What the technical report adds
Cursor’s technical report, published March 27, says Composer 2 is trained in two phases: continued pretraining on Kimi K2.5 with a code-heavy data mix, then large-scale RL in realistic Cursor sessions using the same tools and harness as the deployed product. The company argues that lower pretraining loss translates into better downstream agent performance, while RL improves both average and best-of-K outcomes.
The report also explains why CursorBench exists. Cursor says public coding benchmarks often over-specify tasks and underrepresent the messy, ambiguous work developers actually hand to coding agents. CursorBench is built from real engineering sessions, with terse prompts and multi-file solutions, and Composer 2 scores 61.3 on that suite, which the report describes as a 37% improvement over Composer 1.5. The same report lists 73.7 on SWE-bench Multilingual and 61.7 on Terminal-Bench.
Why it matters
The interesting part is not just raw benchmark movement. Cursor is making a case that the winning recipe for coding agents is tight feedback from production-like environments, not only more pretraining tokens. Its infrastructure section describes an asynchronous multi-region RL pipeline, custom low-precision kernels for MoE training on Blackwell GPUs, and Anyrun, an internal platform for hundreds of thousands of sandboxed coding environments. That is the stack you build when your product depends on fast iteration over agent behavior, not occasional model refreshes.

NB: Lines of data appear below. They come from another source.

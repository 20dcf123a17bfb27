//! Device memory map and per-format address profiles

use std::str::FromStr;

use crate::Error;

/// Start of the XIP flash window on the target
pub const FLASH_BASE: u32 = 0x1000_0000;
/// Size of one flash sector, the last of which is reserved for configuration data
pub const FLASH_SECTOR_SIZE: u32 = 4096;
/// Version tag shared by the layout and settings schemas
pub const CONFIG_VERSION: u16 = 0x03AA;

/// Offset of the layout record from the EEPROM base in UF2 images
const UF2_LAYOUT_OFFSET: u32 = 256;
/// Address of the layout record in HEX images, which target the older EEPROM layout
const HEX_LAYOUT_OFFSET: u32 = 0x7E00 - 16;
const UF2_SETTINGS_OFFSET: u32 = 0;

/// Fixed memory map and schema versions of the target device.
///
/// This is built once and passed by reference to the composer.
#[derive(Debug, Copy, Clone, Eq, PartialEq)]
pub struct DeviceConfig {
    /// Address of the first byte of flash
    pub flash_base: u32,
    /// Total size of the flash in bytes
    pub flash_size: u32,
    /// Size of the trailing region that holds the emulated EEPROM
    pub reserved_size: u32,
    /// Version tag written at the start of the layout record
    pub layout_version: u16,
    /// Version tag written at the start of the settings record
    pub settings_version: u16,
}

impl DeviceConfig {
    /// Returns a device config for a flash chip of `megabytes` MiB with the default map.
    ///
    /// Fails if the flash doesn't fit in the 32-bit address space.
    pub fn with_flash_size_mb(megabytes: u32) -> Result<DeviceConfig, Error> {
        let flash_size = megabytes
            .checked_mul(0x10_0000)
            .ok_or(Error::FlashSizeTooLarge(megabytes))?;
        let device = DeviceConfig {
            flash_size,
            ..DeviceConfig::default()
        };

        device.eeprom_start()?;

        Ok(device)
    }

    /// Returns the address of the emulated EEPROM page at the top of flash
    pub fn eeprom_start(&self) -> Result<u32, Error> {
        if self.reserved_size > self.flash_size {
            return Err(self.out_of_range());
        }

        self.flash_base
            .checked_add(self.flash_size)
            .map(|top| top - self.reserved_size)
            .ok_or_else(|| self.out_of_range())
    }

    fn out_of_range(&self) -> Error {
        Error::FlashOutOfRange {
            base: self.flash_base,
            size: self.flash_size,
        }
    }
}

impl Default for DeviceConfig {
    fn default() -> DeviceConfig {
        DeviceConfig {
            flash_base: FLASH_BASE,
            flash_size: 2 * 0x10_0000,
            reserved_size: FLASH_SECTOR_SIZE,
            layout_version: CONFIG_VERSION,
            settings_version: CONFIG_VERSION,
        }
    }
}

/// Output format, which decides where the configuration records are placed
#[derive(Debug, Copy, Clone, Eq, PartialEq)]
pub enum Format {
    /// USB mass storage flashing format made of 512-byte blocks
    Uf2,
    /// Intel HEX text records
    Hex,
}

impl Format {
    /// Returns the address the record offsets are relative to
    pub fn eeprom_base(self, device: &DeviceConfig) -> Result<u32, Error> {
        match self {
            Format::Uf2 => device.eeprom_start(),
            Format::Hex => Ok(0),
        }
    }

    pub fn layout_offset(self) -> u32 {
        match self {
            Format::Uf2 => UF2_LAYOUT_OFFSET,
            Format::Hex => HEX_LAYOUT_OFFSET,
        }
    }

    /// Returns the settings offset, or `None` if the format doesn't carry settings
    pub fn settings_offset(self) -> Option<u32> {
        match self {
            Format::Uf2 => Some(UF2_SETTINGS_OFFSET),
            Format::Hex => None,
        }
    }

    pub fn layout_address(self, device: &DeviceConfig) -> Result<u32, Error> {
        offset_address(self.eeprom_base(device)?, self.layout_offset(), device)
    }

    /// Returns the settings address, or `None` if the format doesn't carry settings
    pub fn settings_address(self, device: &DeviceConfig) -> Result<Option<u32>, Error> {
        match self.settings_offset() {
            Some(offset) => {
                offset_address(self.eeprom_base(device)?, offset, device).map(Some)
            }
            None => Ok(None),
        }
    }

    /// File extension used for images of this format
    pub fn extension(self) -> &'static str {
        match self {
            Format::Uf2 => "uf2",
            Format::Hex => "hex",
        }
    }

    /// Well-known location of the released base firmware
    pub fn default_firmware_path(self) -> &'static str {
        match self {
            Format::Uf2 => "firmware/firmware.uf2",
            Format::Hex => "firmware/firmware.hex",
        }
    }
}

fn offset_address(base: u32, offset: u32, device: &DeviceConfig) -> Result<u32, Error> {
    base.checked_add(offset).ok_or_else(|| device.out_of_range())
}

/// What an export contains
#[derive(Debug, Copy, Clone, Eq, PartialEq)]
pub enum ExportKind {
    /// Base firmware with the configuration records added
    Full,
    /// Configuration records only
    Config,
    /// The base firmware, unchanged
    Firmware,
}

impl ExportKind {
    /// Returns the default file name of an export of this kind
    pub fn file_name(self, format: Format, version: &str) -> String {
        let prefix = match self {
            ExportKind::Full => "firmware-config",
            ExportKind::Config => "config",
            ExportKind::Firmware => "firmware",
        };

        format!("{}_v{}.{}", prefix, version, format.extension())
    }

    /// Whether the export needs the base firmware image
    pub fn needs_firmware(self) -> bool {
        !matches!(self, ExportKind::Config)
    }
}

impl FromStr for ExportKind {
    type Err = String;

    fn from_str(s: &str) -> Result<ExportKind, Self::Err> {
        match s {
            "full" => Ok(ExportKind::Full),
            "config" => Ok(ExportKind::Config),
            "firmware" => Ok(ExportKind::Firmware),
            _ => Err(format!(
                "unknown export kind {:?}, expected one of full, config, firmware",
                s
            )),
        }
    }
}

If Cursor can really compress update cycles to hours, the competitive battleground moves from who launches the biggest checkpoint to who can safely learn from real workflows fastest. That has implications well beyond Cursor itself, because it points toward a future where coding models are tuned continuously around tool use, environment fidelity, and evaluation suites built from live developer work.
Sources: Cursor on X, Cursor technical report.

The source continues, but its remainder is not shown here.